Question

Who is most likely to get klinefelter syndrome?

Answer 1

The average person has 46 chromosomes. All of your genes and DNA, the body's building blocks, are stored in chromosomes. The X and Y chromosomes determine whether you are a boy or a girl. In most cases, girls have two X chromosomes. Boys usually have one X chromosome and one Y chromosome.

Complete answer:
Klinefelter syndrome occurs when a guy is born with at least one extra X chromosome. The shorthand for this is XXY. One in every 500 to 1,000 baby boys has Klinefelter syndrome. Women who become pregnant after the age of 35 are slightly more likely to have a male with this disease than younger women.
Klinefelter syndrome (47, XXY) is caused by an extra X chromosome on an XY background; as a result, only males are affected.
The most prevalent symptom of Klinefelter syndrome is infertility, any of the following symptoms could be present:
Abnormal body proportions (long legs, short trunk, shoulder equal to hip size).
Abnormally large breasts (gynecomastia).
Infertility.
Sexual problems.
Less than normal amount of pubic, armpit, and facial hair.
Small, firm testicles.
Tall height.
Small penis size.

When a guy visits his doctor because of infertility, he may be diagnosed with Klinefelter syndrome.
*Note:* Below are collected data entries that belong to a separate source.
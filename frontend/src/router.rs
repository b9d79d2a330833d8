use yew::prelude::*;
use yew_router::prelude::*;

use crate::{
    components::{
        article_modal::ArticleModal, footer::Footer, header::Header,
        reading_progress::ReadingProgress, scroll_to_top_button::ScrollToTopButton,
    },
    pages,
};

#[derive(Routable, Clone, PartialEq, Debug)]
pub enum Route {
    #[cfg(not(feature = "gh-pages"))]
    #[at("/")]
    Home,
    #[cfg(feature = "gh-pages")]
    #[at("/eden/")]
    Home,

    #[cfg(not(feature = "gh-pages"))]
    #[at("/section/:slug")]
    Section { slug: String },
    #[cfg(feature = "gh-pages")]
    #[at("/eden/section/:slug")]
    Section { slug: String },

    #[not_found]
    #[cfg(not(feature = "gh-pages"))]
    #[at("/404")]
    NotFound,
    #[not_found]
    #[cfg(feature = "gh-pages")]
    #[at("/eden/404")]
    NotFound,
}

fn switch(route: Route) -> Html {
    match route {
        Route::Home => html! { <pages::home::HomePage /> },
        Route::Section {
            slug,
        } => {
            html! { <pages::section::SectionPage slug={slug} /> }
        },
        Route::NotFound => html! { <pages::not_found::NotFoundPage /> },
    }
}

#[function_component(AppRouter)]
pub fn app_router() -> Html {
    html! {
        <BrowserRouter>
            <ReadingProgress />
            <div class="site">
                <Header />
                <div class="site-content">
                    <Switch<Route> render={switch} />
                </div>
                <Footer />
            </div>
            <ArticleModal />
            <ScrollToTopButton />
        </BrowserRouter>
    }
}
The following tests could be carried out:
1. Karyotyping (checks the chromosomes).
2. Semen count.

Blood tests would be done to check hormone levels, including:
1. Estradiol, a type of estrogen
2. Follicle stimulating hormone
3. Luteinizing hormone
4. Testosterone

Treatment: Treatment has been made more extensive. It's possible that testosterone therapy will be prescribed. This may be useful:
Grow hair on your body, muscles will look better, boost your happiness and self-esteem by improving your concentration, increase your strength and sex drive by increasing your energy and sex drive.

Note:
Down syndrome is a genetic condition produced by an additional whole or partial copy of chromosome 21 due to faulty cell division. Down syndrome is characterised by developmental delays and physical characteristics caused by excess genetic material. Individuals with Down syndrome have varying degrees of intellectual disability and developmental delays. It's the most frequent genetic chromosomal condition in children and the leading cause of learning impairments. It is also known to create other medical issues, such as cardiac and gastrointestinal problems.